Nei governatorati del sud e ad est, la sicurezza è garantita dalla milizia armata salafita, estremisti reclutati, addestrati e finanziati dagli EAU. Gli Emirati Arabi Uniti utilizzano anche combattenti di Al-Qaeda sotto copertura, fuggiti dalla Siria. Sono proprio queste milizie sunnite, ad essere utilizzate nelle offensive contro gli Houthi, per essi nemici in quanto sciiti.

Gli Emirati Arabi Uniti sostengono poi il Southern Transitional Council, un gruppo separatista e tramite società di pubbliche relazioni, organizzano viaggi dei suoi membri in varie capitali occidentali, per accreditarli come leader democratici, aggravando così la disgregazione dello Yemen.

L’economia del paese, era già debole in tempi normali, oggi la povertà coinvolge l’80% della popolazione. Prima della guerra, la popolazione rurale (il 70% degli yemeniti) viveva di agricoltura e bestiame, integrando i redditi con lavori precari, oppure con le rimesse di parenti che lavoravano Arabia Saudita.

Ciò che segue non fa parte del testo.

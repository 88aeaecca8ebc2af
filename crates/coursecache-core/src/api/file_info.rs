//! Remote file size and mimetype lookups.
//!
//! Sizes and mimetypes are learned from web service responses that list files
//! and, failing that, from HEAD requests. Both are cached per URL for the
//! life of the site session.

use std::collections::HashMap;
use std::sync::Mutex;

use serde_json::Value;

use crate::network::NetworkState;

/// Downloads above this size need confirmation on metered connections (2 MB).
const DOWNLOAD_THRESHOLD: u64 = 2 * 1024 * 1024;

/// Downloads above this size always need confirmation (100 MB).
const WIFI_DOWNLOAD_THRESHOLD: u64 = 100 * 1024 * 1024;

#[derive(Debug, Clone, Default, PartialEq)]
pub struct RemoteFileInfo {
    pub size: Option<u64>,
    pub mimetype: Option<String>,
}

/// Whether a download may start without asking the user.
#[derive(Debug, Clone, Copy, PartialEq, Eq)]
pub enum DownloadDecision {
    Allowed,
    NeedsConfirmation { size: u64 },
    /// Size unknown on a metered connection.
    SizeUnknown,
}

#[derive(Default)]
pub struct FileInfoCache {
    entries: Mutex<HashMap<String, RemoteFileInfo>>,
}

impl FileInfoCache {
    pub fn new() -> Self {
        Self::default()
    }

    pub fn get(&self, url: &str) -> Option<RemoteFileInfo> {
        self.entries.lock().ok()?.get(url).cloned()
    }

    /// Merge known fields into the entry for `url`.
    pub fn record(&self, url: &str, info: RemoteFileInfo) {
        if let Ok(mut entries) = self.entries.lock() {
            let entry = entries.entry(url.to_string()).or_default();
            if info.size.is_some() {
                entry.size = info.size;
            }
            if info.mimetype.is_some() {
                entry.mimetype = info.mimetype;
            }
        }
    }

    /// Walk a response and record every file object it describes.
    ///
    /// File objects carry `fileurl` plus `filesize` and/or `mimetype`.
    pub fn record_from_response(&self, data: &Value) -> usize {
        let mut recorded = 0;
        self.walk(data, &mut recorded);
        recorded
    }

    fn walk(&self, data: &Value, recorded: &mut usize) {
        match data {
            Value::Array(items) => items.iter().for_each(|item| self.walk(item, recorded)),
            Value::Object(map) => {
                if let Some(url) = map.get("fileurl").and_then(Value::as_str) {
                    let info = RemoteFileInfo {
                        size: map.get("filesize").and_then(Value::as_u64),
                        mimetype: map
                            .get("mimetype")
                            .and_then(Value::as_str)
                            .map(str::to_string),
                    };
                    if info.size.is_some() || info.mimetype.is_some() {
                        self.record(url, info);
                        *recorded += 1;
                    }
                }
                map.values().for_each(|v| self.walk(v, recorded));
            }
            _ => {}
        }
    }

    pub fn len(&self) -> usize {
        self.entries.lock().map(|e| e.len()).unwrap_or(0)
    }

    pub fn is_empty(&self) -> bool {
        self.len() == 0
    }
}

/// Decide whether a file of `size` bytes may download on `network` without asking.
pub fn download_decision(size: Option<u64>, network: &NetworkState) -> DownloadDecision {
    match size {
        None if network.is_wifi() => DownloadDecision::Allowed,
        None => DownloadDecision::SizeUnknown,
        Some(size) if size >= WIFI_DOWNLOAD_THRESHOLD => DownloadDecision::NeedsConfirmation { size },
        Some(size) if !network.is_wifi() && size >= DOWNLOAD_THRESHOLD => {
            DownloadDecision::NeedsConfirmation { size }
        }
        Some(_) => DownloadDecision::Allowed,
    }
}
use std::collections::{BTreeMap, HashMap, HashSet, VecDeque};
use std::future::Future;
use std::sync::atomic::{AtomicU64, Ordering};
use std::sync::{Arc, Mutex};

use chrono::{DateTime, Duration, Utc};
use serde::{Deserialize, Serialize};
use serde_json::Value;
use tracing::{debug, warn};

use super::CacheStore;
use crate::api::{WriteObserver, WsError};
use crate::events::{CoreEvent, EventBus};
use crate::network::NetworkState;

/// Separator between the hierarchical key and the variant in an entry id.
pub const ID_SEPARATOR: char = '|';

/// How often the underlying data is expected to change.
#[derive(Debug, Clone, Copy, PartialEq, Eq, Default, Serialize, Deserialize)]
#[cfg_attr(feature = "ts", derive(ts_rs::TS))]
pub enum UpdateFrequency {
    #[default]
    Usually,
    Often,
    Sometimes,
    Rarely,
}

impl UpdateFrequency {
    /// Time an entry stays fresh. Doubled on metered connections.
    pub fn expiration(&self, limited_network: bool) -> Duration {
        let base = match self {
            UpdateFrequency::Usually => Duration::minutes(7),
            UpdateFrequency::Often => Duration::minutes(20),
            UpdateFrequency::Sometimes => Duration::hours(1),
            UpdateFrequency::Rarely => Duration::hours(12),
        };
        if limited_network {
            base * 2
        } else {
            base
        }
    }
}

#[derive(Debug, Clone, Serialize, Deserialize, PartialEq)]
#[cfg_attr(feature = "ts", derive(ts_rs::TS))]
pub struct CachedEntry {
    /// Hierarchical key (`root:subresource:id`) used for invalidation.
    pub key: String,
    /// Distinguishes entries under one key, e.g. a hash of the call params.
    pub variant: String,
    #[cfg_attr(feature = "ts", ts(type = "unknown"))]
    pub data: Value,
    pub cached_at: DateTime<Utc>,
    pub expires_at: DateTime<Utc>,
}

impl CachedEntry {
    pub fn new(key: &str, variant: &str, data: Value, ttl: Duration) -> Self {
        let now = Utc::now();
        Self {
            key: key.to_string(),
            variant: variant.to_string(),
            data,
            cached_at: now,
            expires_at: now + ttl,
        }
    }

    pub fn id(&self) -> String {
        entry_id(&self.key, &self.variant)
    }

    pub fn is_expired(&self) -> bool {
        Utc::now() >= self.expires_at
    }

    pub fn age_minutes(&self) -> i64 {
        (Utc::now() - self.cached_at).num_minutes()
    }

    pub fn age_display(&self) -> String {
        let minutes = self.age_minutes();
        if minutes < 1 {
            // Also covers clock skew
            "just now".to_string()
        } else if minutes < 60 {
            format!("{}m ago", minutes)
        } else if minutes < 1440 {
            let hours = minutes / 60;
            if minutes % 60 >= 30 {
                format!("{}h ago", hours + 1)
            } else {
                format!("{}h ago", hours)
            }
        } else {
            let days = minutes / 1440;
            if (minutes % 1440) / 60 >= 12 {
                format!("{}d ago", days + 1)
            } else {
                format!("{}d ago", days)
            }
        }
    }
}

pub fn entry_id(key: &str, variant: &str) -> String {
    format!("{}{}{}", key, ID_SEPARATOR, variant)
}

/// Options for a cached read.
#[derive(Debug, Clone, PartialEq)]
pub struct ReadOptions {
    /// Serve a fresh cached entry instead of calling the server.
    pub get_from_cache: bool,
    /// Store a successful live result.
    pub save_to_cache: bool,
    /// Serve any cached entry, however old, when the live call fails for network reasons.
    pub emergency_cache: bool,
    pub update_frequency: UpdateFrequency,
    /// Hierarchical key to file the response under; defaults to the function name.
    pub cache_key: Option<String>,
}

impl Default for ReadOptions {
    fn default() -> Self {
        Self {
            get_from_cache: true,
            save_to_cache: true,
            emergency_cache: true,
            update_frequency: UpdateFrequency::Usually,
            cache_key: None,
        }
    }
}

impl ReadOptions {
    /// Skip cached entries and go to the server (pull-to-refresh).
    pub fn refresh() -> Self {
        Self {
            get_from_cache: false,
            ..Self::default()
        }
    }

    pub fn with_key(mut self, key: impl Into<String>) -> Self {
        self.cache_key = Some(key.into());
        self
    }

    pub fn with_frequency(mut self, frequency: UpdateFrequency) -> Self {
        self.update_frequency = frequency;
        self
    }

    pub fn without_emergency_cache(mut self) -> Self {
        self.emergency_cache = false;
        self
    }
}

/// Response cache for one site.
pub struct ResponseCache {
    site_id: String,
    store: Arc<dyn CacheStore>,
    events: EventBus,
    /// key -> keys whose cached data is derived from it
    dependents: Mutex<HashMap<String, Vec<String>>>,
    /// write function -> keys it makes stale
    write_invalidations: Mutex<HashMap<String, Vec<String>>>,
    /// Bumped on every invalidation; reads started before a bump do not save.
    generation: AtomicU64,
}

impl ResponseCache {
    pub fn new(site_id: &str, store: Arc<dyn CacheStore>, events: EventBus) -> Self {
        Self {
            site_id: site_id.to_string(),
            store,
            events,
            dependents: Mutex::new(HashMap::new()),
            write_invalidations: Mutex::new(HashMap::new()),
            generation: AtomicU64::new(0),
        }
    }

    /// Invalidating `key` also invalidates `dependent`.
    pub fn add_dependency(&self, key: &str, dependent: &str) {
        if let Ok(mut deps) = self.dependents.lock() {
            let list = deps.entry(key.to_string()).or_default();
            if !list.iter().any(|d| d == dependent) {
                list.push(dependent.to_string());
            }
        }
    }

    /// A successful call to write function `method` invalidates `key`.
    pub fn invalidate_on_write(&self, method: &str, key: &str) {
        if let Ok(mut rules) = self.write_invalidations.lock() {
            rules.entry(method.to_string()).or_default().push(key.to_string());
        }
    }

    /// Look up an entry; storage failures read as a miss.
    pub fn lookup(&self, key: &str, variant: &str) -> Option<CachedEntry> {
        match self.store.get(&entry_id(key, variant)) {
            Ok(entry) => entry,
            Err(e) => {
                warn!(key, error = %e, "Failed to read cache entry");
                None
            }
        }
    }

    /// Store a response. Failures are logged and otherwise ignored.
    pub fn save(&self, key: &str, variant: &str, data: Value, ttl: Duration) {
        if let Err(e) = self.store.put(CachedEntry::new(key, variant, data, ttl)) {
            warn!(key, error = %e, "Failed to write cache entry, continuing without caching");
        }
    }

    /// Read through the cache.
    ///
    /// Fresh entries are served when `get_from_cache` is set. Offline, any
    /// cached entry is served. A live call that fails for network reasons falls
    /// back to any cached entry when `emergency_cache` is set.
    ///
    /// `fetch` receives the cache generation the fetch starts under; a live
    /// call must not share its response with calls from another generation.
    pub async fn read<F, Fut>(
        &self,
        key: &str,
        variant: &str,
        options: &ReadOptions,
        network: &NetworkState,
        fetch: F,
    ) -> Result<Value, WsError>
    where
        F: FnOnce(u64) -> Fut,
        Fut: Future<Output = Result<Value, WsError>>,
    {
        if options.get_from_cache {
            if let Some(entry) = self.lookup(key, variant) {
                if !entry.is_expired() || !network.online {
                    debug!(key, age = %entry.age_display(), "Cache hit");
                    return Ok(entry.data);
                }
            }
        }

        if !network.online {
            if options.emergency_cache {
                if let Some(entry) = self.lookup(key, variant) {
                    debug!(key, "Offline, serving cached entry");
                    return Ok(entry.data);
                }
            }
            return Err(WsError::offline());
        }

        let generation = self.generation.load(Ordering::SeqCst);
        match fetch(generation).await {
            Ok(data) => {
                if options.save_to_cache {
                    if self.generation.load(Ordering::SeqCst) == generation {
                        let ttl = options.update_frequency.expiration(network.is_limited());
                        self.save(key, variant, data.clone(), ttl);
                    } else {
                        debug!(key, "Cache invalidated during fetch, not saving");
                    }
                }
                Ok(data)
            }
            Err(e) if e.is_transient() && options.emergency_cache => match self.lookup(key, variant) {
                Some(entry) => {
                    warn!(key, error = %e, age = %entry.age_display(), "Live call failed, serving cached entry");
                    Ok(entry.data)
                }
                None => Err(e),
            },
            Err(e) => Err(e),
        }
    }

    /// Drop every entry under `key` and under the keys that depend on it.
    ///
    /// Invalidating a key with no entries is a no-op.
    pub fn invalidate(&self, key: &str) -> Result<usize, WsError> {
        self.generation.fetch_add(1, Ordering::SeqCst);
        let mut removed = 0;
        for k in self.with_dependents(vec![key.to_string()]) {
            removed += self.remove(&format!("{}{}", k, ID_SEPARATOR), &k)?;
        }
        Ok(removed)
    }

    /// Drop every entry whose key starts with `prefix`, plus dependents of matching keys.
    pub fn invalidate_prefix(&self, prefix: &str) -> Result<usize, WsError> {
        self.generation.fetch_add(1, Ordering::SeqCst);
        let mut removed = self.remove(prefix, prefix)?;

        let matching: Vec<String> = self
            .dependents
            .lock()
            .map(|deps| deps.keys().filter(|k| k.starts_with(prefix)).cloned().collect())
            .unwrap_or_default();
        for k in self.with_dependents(matching) {
            if !k.starts_with(prefix) {
                removed += self.remove(&format!("{}{}", k, ID_SEPARATOR), &k)?;
            }
        }
        Ok(removed)
    }

    /// Drop the whole site cache.
    pub fn purge(&self) -> Result<(), WsError> {
        self.generation.fetch_add(1, Ordering::SeqCst);
        self.store
            .clear()
            .map_err(|e| WsError::Storage(e.to_string()))
    }

    /// Age of the newest entry per key.
    pub fn ages(&self) -> BTreeMap<String, String> {
        let entries = match self.store.entries() {
            Ok(entries) => entries,
            Err(e) => {
                debug!(error = %e, "Failed to list cache entries");
                return BTreeMap::new();
            }
        };

        let mut newest: BTreeMap<String, CachedEntry> = BTreeMap::new();
        for entry in entries {
            match newest.get(&entry.key) {
                Some(current) if current.cached_at >= entry.cached_at => {}
                _ => {
                    newest.insert(entry.key.clone(), entry);
                }
            }
        }
        newest
            .into_iter()
            .map(|(key, entry)| (key, entry.age_display()))
            .collect()
    }

    fn remove(&self, prefix: &str, key: &str) -> Result<usize, WsError> {
        let removed = self
            .store
            .remove_prefix(prefix)
            .map_err(|e| WsError::Storage(e.to_string()))?;
        if removed > 0 {
            debug!(key, removed, "Cache invalidated");
        }
        self.events.publish(CoreEvent::CacheInvalidated {
            site_id: self.site_id.clone(),
            key: key.to_string(),
        });
        Ok(removed)
    }

    /// Breadth-first closure over the dependency map. Cycles are cut by the visited set.
    fn with_dependents(&self, roots: Vec<String>) -> Vec<String> {
        let deps = match self.dependents.lock() {
            Ok(deps) => deps.clone(),
            Err(_) => return roots,
        };

        let mut seen: HashSet<String> = HashSet::new();
        let mut order = Vec::new();
        let mut queue: VecDeque<String> = roots.into();
        while let Some(key) = queue.pop_front() {
            if !seen.insert(key.clone()) {
                continue;
            }
            if let Some(children) = deps.get(&key) {
                queue.extend(children.iter().cloned());
            }
            order.push(key);
        }
        order
    }
}
//! Persistent storage behind the response cache.

use std::collections::BTreeMap;
use std::path::PathBuf;
use std::sync::{Mutex, MutexGuard};

use anyhow::{anyhow, Result};
use tracing::debug;

use super::CachedEntry;
use crate::storage::{load_json, save_json};

/// Key-value storage for cached responses, scoped to one site.
///
/// Entries are addressed by their id (`key|variant`); prefix removal is what
/// makes hierarchical key invalidation possible.
pub trait CacheStore: Send + Sync {
    fn get(&self, id: &str) -> Result<Option<CachedEntry>>;

    fn put(&self, entry: CachedEntry) -> Result<()>;

    /// Remove every entry whose id starts with `prefix`. Returns how many went.
    fn remove_prefix(&self, prefix: &str) -> Result<usize>;

    fn entries(&self) -> Result<Vec<CachedEntry>>;

    fn clear(&self) -> Result<()>;
}

/// Cache store kept in memory and, when given a path, mirrored to one JSON file.
pub struct JsonCacheStore {
    path: Option<PathBuf>,
    entries: Mutex<BTreeMap<String, CachedEntry>>,
}

impl JsonCacheStore {
    /// Open (or create) the cache file at `path`.
    pub fn open(path: PathBuf) -> Result<Self> {
        let entries = load_json(&path)?.unwrap_or_default();
        Ok(Self {
            path: Some(path),
            entries: Mutex::new(entries),
        })
    }

    pub fn in_memory() -> Self {
        Self {
            path: None,
            entries: Mutex::new(BTreeMap::new()),
        }
    }

    fn lock(&self) -> Result<MutexGuard<'_, BTreeMap<String, CachedEntry>>> {
        self.entries
            .lock()
            .map_err(|_| anyhow!("Cache store lock poisoned"))
    }

    /// Apply `f` to a copy, persist it, then swap it in; a failed write leaves memory untouched.
    fn modify<T>(&self, f: impl FnOnce(&mut BTreeMap<String, CachedEntry>) -> T) -> Result<T> {
        let mut entries = self.lock()?;
        let mut updated = entries.clone();
        let result = f(&mut updated);
        if let Some(ref path) = self.path {
            save_json(path, &updated)?;
        }
        *entries = updated;
        Ok(result)
    }
}

impl CacheStore for JsonCacheStore {
    fn get(&self, id: &str) -> Result<Option<CachedEntry>> {
        Ok(self.lock()?.get(id).cloned())
    }

    fn put(&self, entry: CachedEntry) -> Result<()> {
        self.modify(|entries| {
            entries.insert(entry.id(), entry);
        })
    }

    fn remove_prefix(&self, prefix: &str) -> Result<usize> {
        let matching: Vec<String> = self
            .lock()?
            .range(prefix.to_string()..)
            .take_while(|(id, _)| id.starts_with(prefix))
            .map(|(id, _)| id.clone())
            .collect();

        // Nothing to drop: skip the file write.
        if matching.is_empty() {
            return Ok(0);
        }

        debug!(prefix, count = matching.len(), "Removing cache entries");
        self.modify(|entries| {
            for id in &matching {
                entries.remove(id);
            }
            matching.len()
        })
    }

    fn entries(&self) -> Result<Vec<CachedEntry>> {
        Ok(self.lock()?.values().cloned().collect())
    }

    fn clear(&self) -> Result<()> {
        self.modify(|entries| entries.clear())
    }
}
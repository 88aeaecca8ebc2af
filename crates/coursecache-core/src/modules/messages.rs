//! Private messaging: send with offline fallback, cached reads, merged view.

use chrono::Utc;
use futures::future::BoxFuture;
use futures::FutureExt;
use serde::{Deserialize, Serialize};
use serde_json::{json, Value};
use tracing::warn;

use crate::api::{TypeExpected, WsError};
use crate::cache::{ReadOptions, ResponseCache, UpdateFrequency};
use crate::offline::{EntityKey, PendingAction, SendOutcome};
use crate::site::SiteSession;
use crate::sync::{SyncHandler, SyncKind};

/// Offline queue component for outgoing messages. Entities are recipient user ids.
pub const COMPONENT: &str = "core_message";

pub const SEND_FUNCTION: &str = "core_message_send_instant_messages";
const CONVERSATIONS_FUNCTION: &str = "core_message_get_conversations";
const CONTACTS_FUNCTION: &str = "core_message_get_user_contacts";
const CONVERSATION_FUNCTION: &str = "core_message_get_conversation_between_users";

pub const DISCUSSIONS_KEY: &str = "discussions";
pub const CONTACTS_KEY: &str = "contacts";

/// `msgid` the server reports for a message it refused.
const REJECTED_MSGID: i64 = -1;

/// Plain text is stored as-is; 1 is HTML, what the server expects from mobile.
const TEXT_FORMAT_HTML: i64 = 1;

pub fn conversation_key(user_id: impl std::fmt::Display) -> String {
    format!("conversation:{}", user_id)
}

/// Sending a message makes the discussion list stale, and contacts derive from it.
pub fn register_cache_rules(cache: &ResponseCache) {
    cache.add_dependency(DISCUSSIONS_KEY, CONTACTS_KEY);
    cache.invalidate_on_write(SEND_FUNCTION, DISCUSSIONS_KEY);
}

#[derive(Debug, Clone, PartialEq, Serialize, Deserialize)]
#[cfg_attr(feature = "ts", derive(ts_rs::TS))]
pub struct Message {
    #[serde(default)]
    pub id: Option<i64>,
    pub useridfrom: i64,
    pub text: String,
    pub timecreated: i64,
    /// Not yet accepted by the server.
    #[serde(default)]
    pub pending: bool,
    #[serde(default)]
    pub ordering_key: Option<u64>,
}

impl Message {
    fn from_pending(action: &PendingAction, my_user_id: i64) -> Self {
        Self {
            id: None,
            useridfrom: my_user_id,
            text: action.payload["text"].as_str().unwrap_or_default().to_string(),
            timecreated: action.payload["timecreated"]
                .as_i64()
                .unwrap_or_else(|| action.created_at.timestamp()),
            pending: true,
            ordering_key: Some(action.ordering_key),
        }
    }
}

/// Send a message, or queue it behind earlier unsent messages to the same user.
pub async fn send_message(site: &SiteSession, to_user_id: i64, text: &str) -> Result<SendOutcome, WsError> {
    let payload = json!({
        "touserid": to_user_id,
        "text": text,
        "timecreated": Utc::now().timestamp(),
    });
    let outcome = site
        .writer()
        .send_or_queue(COMPONENT, &to_user_id.to_string(), payload, |p| send_live(site, p))
        .await?;

    if let SendOutcome::Sent(_) = outcome {
        if let Err(e) = site.cache().invalidate(&conversation_key(to_user_id)) {
            warn!(to_user_id, error = %e, "Failed to invalidate conversation");
        }
    }
    Ok(outcome)
}

/// Send one message payload to the server.
pub async fn send_live(site: &SiteSession, payload: Value) -> Result<Value, WsError> {
    let params = json!({
        "messages": [{
            "touserid": payload["touserid"],
            "text": payload["text"],
            "textformat": TEXT_FORMAT_HTML,
        }]
    });
    let data = site
        .write(SEND_FUNCTION, params, site.presets_expecting(TypeExpected::Array))
        .await?;

    let first = data
        .get(0)
        .cloned()
        .ok_or_else(|| WsError::InvalidResponse("Empty send response".to_string()))?;
    if first.get("msgid").and_then(Value::as_i64) == Some(REJECTED_MSGID) {
        return Err(WsError::Service {
            errorcode: "messagenotsent".to_string(),
            message: first
                .get("errormessage")
                .and_then(Value::as_str)
                .unwrap_or("Message not sent")
                .to_string(),
        });
    }
    Ok(first)
}

fn require_user(site: &SiteSession) -> Result<i64, WsError> {
    site.user_id()
        .ok_or_else(|| WsError::Unauthorized("Session has no user id".to_string()))
}

pub async fn discussions(site: &SiteSession, options: &ReadOptions) -> Result<Value, WsError> {
    let userid = require_user(site)?;
    let options = options
        .clone()
        .with_key(DISCUSSIONS_KEY)
        .with_frequency(UpdateFrequency::Often);
    site.read(CONVERSATIONS_FUNCTION, json!({ "userid": userid }), &options)
        .await
}

pub async fn contacts(site: &SiteSession, options: &ReadOptions) -> Result<Value, WsError> {
    let userid = require_user(site)?;
    let options = options
        .clone()
        .with_key(CONTACTS_KEY)
        .with_frequency(UpdateFrequency::Often);
    site.read_with(
        CONTACTS_FUNCTION,
        json!({ "userid": userid }),
        &options,
        site.presets_expecting(TypeExpected::Array),
    )
    .await
}

/// Unsent messages to `user_id`, oldest first.
pub fn pending_messages(site: &SiteSession, user_id: i64) -> Vec<PendingAction> {
    site.offline().drain(COMPONENT, &user_id.to_string())
}

/// Conversation with `other_user_id`: server messages followed by unsent ones.
pub async fn conversation(
    site: &SiteSession,
    other_user_id: i64,
    options: &ReadOptions,
) -> Result<Vec<Message>, WsError> {
    let userid = require_user(site)?;
    let options = options.clone().with_key(conversation_key(other_user_id));
    let data = site
        .read(
            CONVERSATION_FUNCTION,
            json!({
                "userid": userid,
                "otheruserid": other_user_id,
                "includecontactrequests": false,
                "includeprivacyinfo": false,
                "newestmessagesfirst": false,
            }),
            &options,
        )
        .await?;

    let synced: Vec<Message> = serde_json::from_value(data.get("messages").cloned().unwrap_or(json!([])))?;
    Ok(merge_with_pending(synced, &pending_messages(site, other_user_id), userid))
}

/// Merge server messages with unsent ones for display.
///
/// Server messages keep timestamp order (stable on ties). Unsent messages
/// always come after them, in the order they were written, whatever their
/// timestamps say: the device clock is not comparable to the server's.
pub fn merge_with_pending(mut synced: Vec<Message>, pending: &[PendingAction], my_user_id: i64) -> Vec<Message> {
    synced.sort_by_key(|m| m.timecreated);

    let mut unsent: Vec<Message> = pending
        .iter()
        .map(|action| Message::from_pending(action, my_user_id))
        .collect();
    unsent.sort_by_key(|m| m.ordering_key);

    synced.extend(unsent);
    synced
}

/// Replays queued messages.
pub struct MessagesSync;

impl SyncHandler for MessagesSync {
    fn kind(&self) -> SyncKind {
        SyncKind::Messages
    }

    fn replay<'a>(
        &'a self,
        site: &'a SiteSession,
        action: &'a PendingAction,
    ) -> BoxFuture<'a, Result<Value, WsError>> {
        send_live(site, action.payload.clone()).boxed()
    }

    fn invalidated_keys(&self, entity: &EntityKey) -> Vec<String> {
        vec![DISCUSSIONS_KEY.to_string(), conversation_key(&entity.entity_id)]
    }
}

Nella nuova economia di guerra, la maggior parte dei redditi sono legati al conflitto. Si sopravvive con gli scarsi aiuti umanitari internazionali ed elargizioni di denaro contante dalla Banca Mondiale. Il contrabbando è un’attività comune in tutto il paese, mentre per i cittadini, la fonte più affidabile di reddito è l’arruolamento in una delle fazioni militari, Houthi, Milizia Meridionale, Esercito Regolare… ecc.: gli unici posti di lavoro con salari regolari.

La peggiore crisi umanitaria del mondo

Per decenni, lo Yemen ha importato il 90% dei suoi cereali, la situazione umanitaria era già grave prima della guerra, ora il conflitto ha portato il disastro. Nel 2017, la situazione del paese è stata descritta dall’ONU come “la peggiore crisi umanitaria del mondo” .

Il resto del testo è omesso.